[[ PROVIDED INFORMATION open ]]

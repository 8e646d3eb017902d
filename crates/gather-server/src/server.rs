//! `GatherServer` — axum HTTP + WebSocket server assembly.

use std::net::SocketAddr;
use std::sync::Arc;
use std::time::Instant;

use axum::Router;
use axum::extract::{Query, State, WebSocketUpgrade};
use axum::http::StatusCode;
use axum::response::{IntoResponse, Json, Response};
use axum::routing::get;
use metrics_exporter_prometheus::PrometheusHandle;
use serde::Deserialize;
use tokio::task::JoinHandle;
use tower_http::cors::CorsLayer;
use tower_http::trace::TraceLayer;
use tracing::{error, info, warn};

use gather_store::membership::MembershipStore;
use gather_store::repository::EventRepository;

use crate::auth::Authenticator;
use crate::cache::CacheStore;
use crate::config::ServerConfig;
use crate::health::{self, HealthResponse};
use crate::http::events;
use crate::realtime::broadcast::Broadcaster;
use crate::realtime::presence::PresenceCoordinator;
use crate::realtime::registry::ConnectionRegistry;
use crate::realtime::rooms::RoomDirectory;
use crate::realtime::session::run_ws_session;
use crate::shutdown::ShutdownCoordinator;
use crate::update::UpdateCoordinator;

/// Shared state passed to every handler and session task.
///
/// All registries are process-scoped values constructed once in
/// [`GatherServer::new`] and carried as explicit handles — nothing here is
/// a module-level singleton.
#[derive(Clone)]
pub struct AppState {
    /// Server configuration.
    pub config: Arc<ServerConfig>,
    /// Authoritative event store.
    pub repo: Arc<dyn EventRepository>,
    /// TTL read cache.
    pub cache: Arc<CacheStore>,
    /// Live session tracking.
    pub registry: Arc<ConnectionRegistry>,
    /// Room membership.
    pub rooms: Arc<RoomDirectory>,
    /// Frame fan-out.
    pub broadcaster: Arc<Broadcaster>,
    /// Presence orchestration.
    pub presence: Arc<PresenceCoordinator>,
    /// Mutation pipeline.
    pub updates: Arc<UpdateCoordinator>,
    /// Handshake authentication.
    pub auth: Arc<dyn Authenticator>,
    /// Shutdown coordination.
    pub shutdown: Arc<ShutdownCoordinator>,
    /// When the server started.
    pub start_time: Instant,
    /// Metrics handle for `/metrics`, when a recorder is installed.
    pub metrics: Option<PrometheusHandle>,
}

/// The gather server.
pub struct GatherServer {
    state: AppState,
}

impl GatherServer {
    /// Wire up all components around the supplied collaborator seams.
    pub fn new(
        config: ServerConfig,
        auth: Arc<dyn Authenticator>,
        repo: Arc<dyn EventRepository>,
        membership: Arc<dyn MembershipStore>,
        metrics: Option<PrometheusHandle>,
    ) -> Self {
        let cache = Arc::new(CacheStore::new(config.cache_ttl()));
        let registry = Arc::new(ConnectionRegistry::new());
        let rooms = Arc::new(RoomDirectory::new(membership));
        let broadcaster = Arc::new(Broadcaster::new(rooms.clone()));
        let presence = Arc::new(PresenceCoordinator::new(
            registry.clone(),
            rooms.clone(),
            broadcaster.clone(),
        ));
        let updates = Arc::new(UpdateCoordinator::new(
            repo.clone(),
            cache.clone(),
            broadcaster.clone(),
        ));

        Self {
            state: AppState {
                config: Arc::new(config),
                repo,
                cache,
                registry,
                rooms,
                broadcaster,
                presence,
                updates,
                auth,
                shutdown: Arc::new(ShutdownCoordinator::new()),
                start_time: Instant::now(),
                metrics,
            },
        }
    }

    /// Build the axum router with all routes.
    pub fn router(&self) -> Router {
        Router::new()
            .route("/health", get(health_handler))
            .route("/metrics", get(metrics_handler))
            .route("/ws", get(ws_handler))
            .route(
                "/api/events",
                get(events::list_events).post(events::create_event),
            )
            .route(
                "/api/events/{id}",
                get(events::get_event)
                    .put(events::update_event)
                    .delete(events::delete_event),
            )
            .route("/api/events/{id}/attend", axum::routing::post(events::attend_event))
            .layer(TraceLayer::new_for_http())
            .layer(CorsLayer::permissive())
            .with_state(self.state.clone())
    }

    /// Bind and serve. Returns the bound address and the serve task; the
    /// task exits when the shutdown token fires.
    pub async fn listen(&self) -> std::io::Result<(SocketAddr, JoinHandle<()>)> {
        let addr = format!("{}:{}", self.state.config.host, self.state.config.port);
        let listener = tokio::net::TcpListener::bind(&addr).await?;
        let local_addr = listener.local_addr()?;
        info!(%local_addr, "server listening");

        let _sweeper = self.state.cache.spawn_sweeper(
            self.state.config.cache_sweep_interval(),
            self.state.shutdown.token(),
        );

        let app = self.router();
        let token = self.state.shutdown.token();
        let handle = tokio::spawn(async move {
            let shutdown = async move { token.cancelled().await };
            if let Err(err) = axum::serve(listener, app)
                .with_graceful_shutdown(shutdown)
                .await
            {
                error!(error = %err, "server error");
            }
        });
        Ok((local_addr, handle))
    }

    /// Shared state (used by the binary and tests).
    pub fn state(&self) -> &AppState {
        &self.state
    }

    /// Presence coordinator.
    pub fn presence(&self) -> &Arc<PresenceCoordinator> {
        &self.state.presence
    }

    /// Shutdown coordinator.
    pub fn shutdown(&self) -> &Arc<ShutdownCoordinator> {
        &self.state.shutdown
    }

    /// Read cache.
    pub fn cache(&self) -> &Arc<CacheStore> {
        &self.state.cache
    }

    /// Room directory.
    pub fn rooms(&self) -> &Arc<RoomDirectory> {
        &self.state.rooms
    }

    /// Connection registry.
    pub fn registry(&self) -> &Arc<ConnectionRegistry> {
        &self.state.registry
    }
}

/// GET /health
async fn health_handler(State(state): State<AppState>) -> Json<HealthResponse> {
    let connections = state.broadcaster.connection_count().await;
    let rooms = state.rooms.room_count();
    Json(health::health_check(state.start_time, connections, rooms))
}

/// GET /metrics
async fn metrics_handler(State(state): State<AppState>) -> Response {
    match &state.metrics {
        Some(handle) => crate::metrics::render(handle).into_response(),
        None => StatusCode::NOT_FOUND.into_response(),
    }
}

#[derive(Debug, Deserialize)]
struct WsParams {
    token: Option<String>,
}

/// GET /ws?token=…
///
/// The credential is verified before the upgrade; a missing or invalid
/// token refuses the connection with 401.
async fn ws_handler(
    State(state): State<AppState>,
    Query(params): Query<WsParams>,
    ws: WebSocketUpgrade,
) -> Response {
    let Some(token) = params.token else {
        warn!("websocket handshake without token refused");
        return StatusCode::UNAUTHORIZED.into_response();
    };
    match state.auth.verify(&token).await {
        Ok(principal) => {
            ws.on_upgrade(move |socket| run_ws_session(socket, principal, state))
        }
        Err(err) => {
            warn!(error = %err, "websocket handshake refused");
            StatusCode::UNAUTHORIZED.into_response()
        }
    }
}

#[cfg(test)]
mod tests {
    use super::*;
    use axum::body::Body;
    use axum::http::Request;
    use tower::ServiceExt;

    use gather_store::{InMemoryEventRepository, InMemoryMembershipStore};

    use crate::auth::JwtAuthenticator;

    fn make_server() -> (GatherServer, Arc<JwtAuthenticator>) {
        let auth = Arc::new(JwtAuthenticator::new("test-secret"));
        let server = GatherServer::new(
            ServerConfig::default(),
            auth.clone(),
            Arc::new(InMemoryEventRepository::new()),
            Arc::new(InMemoryMembershipStore::new()),
            None,
        );
        (server, auth)
    }

    async fn body_json(resp: axum::response::Response) -> serde_json::Value {
        let bytes = axum::body::to_bytes(resp.into_body(), 100_000).await.unwrap();
        serde_json::from_slice(&bytes).unwrap()
    }

    #[tokio::test]
    async fn health_endpoint_returns_ok() {
        let (server, _) = make_server();
        let resp = server
            .router()
            .oneshot(Request::builder().uri("/health").body(Body::empty()).unwrap())
            .await
            .unwrap();
        assert_eq!(resp.status(), StatusCode::OK);
        let parsed = body_json(resp).await;
        assert_eq!(parsed["status"], "ok");
        assert_eq!(parsed["connections"], 0);
        assert_eq!(parsed["active_rooms"], 0);
    }

    #[tokio::test]
    async fn unknown_route_returns_404() {
        let (server, _) = make_server();
        let resp = server
            .router()
            .oneshot(
                Request::builder()
                    .uri("/nonexistent")
                    .body(Body::empty())
                    .unwrap(),
            )
            .await
            .unwrap();
        assert_eq!(resp.status(), StatusCode::NOT_FOUND);
    }

    #[tokio::test]
    async fn metrics_without_recorder_returns_404() {
        let (server, _) = make_server();
        let resp = server
            .router()
            .oneshot(Request::builder().uri("/metrics").body(Body::empty()).unwrap())
            .await
            .unwrap();
        assert_eq!(resp.status(), StatusCode::NOT_FOUND);
    }

    #[tokio::test]
    async fn create_without_token_is_unauthorized() {
        let (server, _) = make_server();
        let resp = server
            .router()
            .oneshot(
                Request::builder()
                    .method("POST")
                    .uri("/api/events")
                    .header("content-type", "application/json")
                    .body(Body::from("{}"))
                    .unwrap(),
            )
            .await
            .unwrap();
        assert_eq!(resp.status(), StatusCode::UNAUTHORIZED);
    }

    #[tokio::test]
    async fn create_list_get_roundtrip() {
        let (server, auth) = make_server();
        let token = auth
            .issue(&gather_core::ids::PrincipalId::from("alice"), 60)
            .unwrap();
        let app = server.router();

        let new_event = serde_json::json!({
            "title": "Rust Meetup",
            "description": "Monthly meetup",
            "date": "2026-09-01T18:00:00Z",
            "category": "social",
            "location": "Berlin",
            "maxAttendees": 50
        });
        let resp = app
            .clone()
            .oneshot(
                Request::builder()
                    .method("POST")
                    .uri("/api/events")
                    .header("content-type", "application/json")
                    .header("authorization", format!("Bearer {token}"))
                    .body(Body::from(new_event.to_string()))
                    .unwrap(),
            )
            .await
            .unwrap();
        assert_eq!(resp.status(), StatusCode::CREATED);
        let created = body_json(resp).await;
        let id = created["id"].as_str().unwrap().to_owned();
        assert_eq!(created["attendeeCount"], 0);

        let resp = app
            .clone()
            .oneshot(
                Request::builder()
                    .uri("/api/events?term=rust&categories=social")
                    .body(Body::empty())
                    .unwrap(),
            )
            .await
            .unwrap();
        assert_eq!(resp.status(), StatusCode::OK);
        let page = body_json(resp).await;
        assert_eq!(page["pagination"]["total"], 1);
        assert_eq!(page["events"][0]["title"], "Rust Meetup");

        let resp = app
            .oneshot(
                Request::builder()
                    .uri(format!("/api/events/{id}"))
                    .body(Body::empty())
                    .unwrap(),
            )
            .await
            .unwrap();
        assert_eq!(resp.status(), StatusCode::OK);
        let detail = body_json(resp).await;
        assert_eq!(detail["id"], id.as_str());
    }

    #[tokio::test]
    async fn update_by_non_owner_is_forbidden() {
        let (server, auth) = make_server();
        let alice = auth
            .issue(&gather_core::ids::PrincipalId::from("alice"), 60)
            .unwrap();
        let mallory = auth
            .issue(&gather_core::ids::PrincipalId::from("mallory"), 60)
            .unwrap();
        let app = server.router();

        let new_event = serde_json::json!({
            "title": "Meetup",
            "description": "d",
            "date": "2026-09-01T18:00:00Z",
            "category": "social",
            "location": "Berlin"
        });
        let resp = app
            .clone()
            .oneshot(
                Request::builder()
                    .method("POST")
                    .uri("/api/events")
                    .header("content-type", "application/json")
                    .header("authorization", format!("Bearer {alice}"))
                    .body(Body::from(new_event.to_string()))
                    .unwrap(),
            )
            .await
            .unwrap();
        let id = body_json(resp).await["id"].as_str().unwrap().to_owned();

        let resp = app
            .oneshot(
                Request::builder()
                    .method("PUT")
                    .uri(format!("/api/events/{id}"))
                    .header("content-type", "application/json")
                    .header("authorization", format!("Bearer {mallory}"))
                    .body(Body::from(r#"{"title":"Hijacked"}"#))
                    .unwrap(),
            )
            .await
            .unwrap();
        assert_eq!(resp.status(), StatusCode::FORBIDDEN);
        let body = body_json(resp).await;
        assert_eq!(body["code"], "FORBIDDEN");
    }

    #[tokio::test]
    async fn missing_event_returns_404_body() {
        let (server, _) = make_server();
        let resp = server
            .router()
            .oneshot(
                Request::builder()
                    .uri("/api/events/ghost")
                    .body(Body::empty())
                    .unwrap(),
            )
            .await
            .unwrap();
        assert_eq!(resp.status(), StatusCode::NOT_FOUND);
        let body = body_json(resp).await;
        assert_eq!(body["code"], "NOT_FOUND");
        assert_eq!(body["message"], "Event not found");
    }

    #[tokio::test]
    async fn listen_binds_auto_port() {
        let (server, _) = make_server();
        let (addr, handle) = server.listen().await.unwrap();
        assert_ne!(addr.port(), 0);
        server.shutdown().shutdown();
        handle.await.unwrap();
    }
}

[[ PROVIDED INFORMATION closed ]]

EXERCISE DIRECTIONS ▸ Word for word, reproduce the lines of the listing from the first one through the line containing "use gather_store::membership::MembershipStore;", and no more.

REPLY ▸
repository 8e646d3eb017902d
filename crates/gather-server/src/server.rs
//! `GatherServer` — axum HTTP + WebSocket server assembly.

use std::net::SocketAddr;
use std::sync::Arc;
use std::time::Instant;

use axum::Router;
use axum::extract::{Query, State, WebSocketUpgrade};
use axum::http::StatusCode;
use axum::response::{IntoResponse, Json, Response};
use axum::routing::get;
use metrics_exporter_prometheus::PrometheusHandle;
use serde::Deserialize;
use tokio::task::JoinHandle;
use tower_http::cors::CorsLayer;
use tower_http::trace::TraceLayer;
use tracing::{error, info, warn};

use gather_store::membership::MembershipStore;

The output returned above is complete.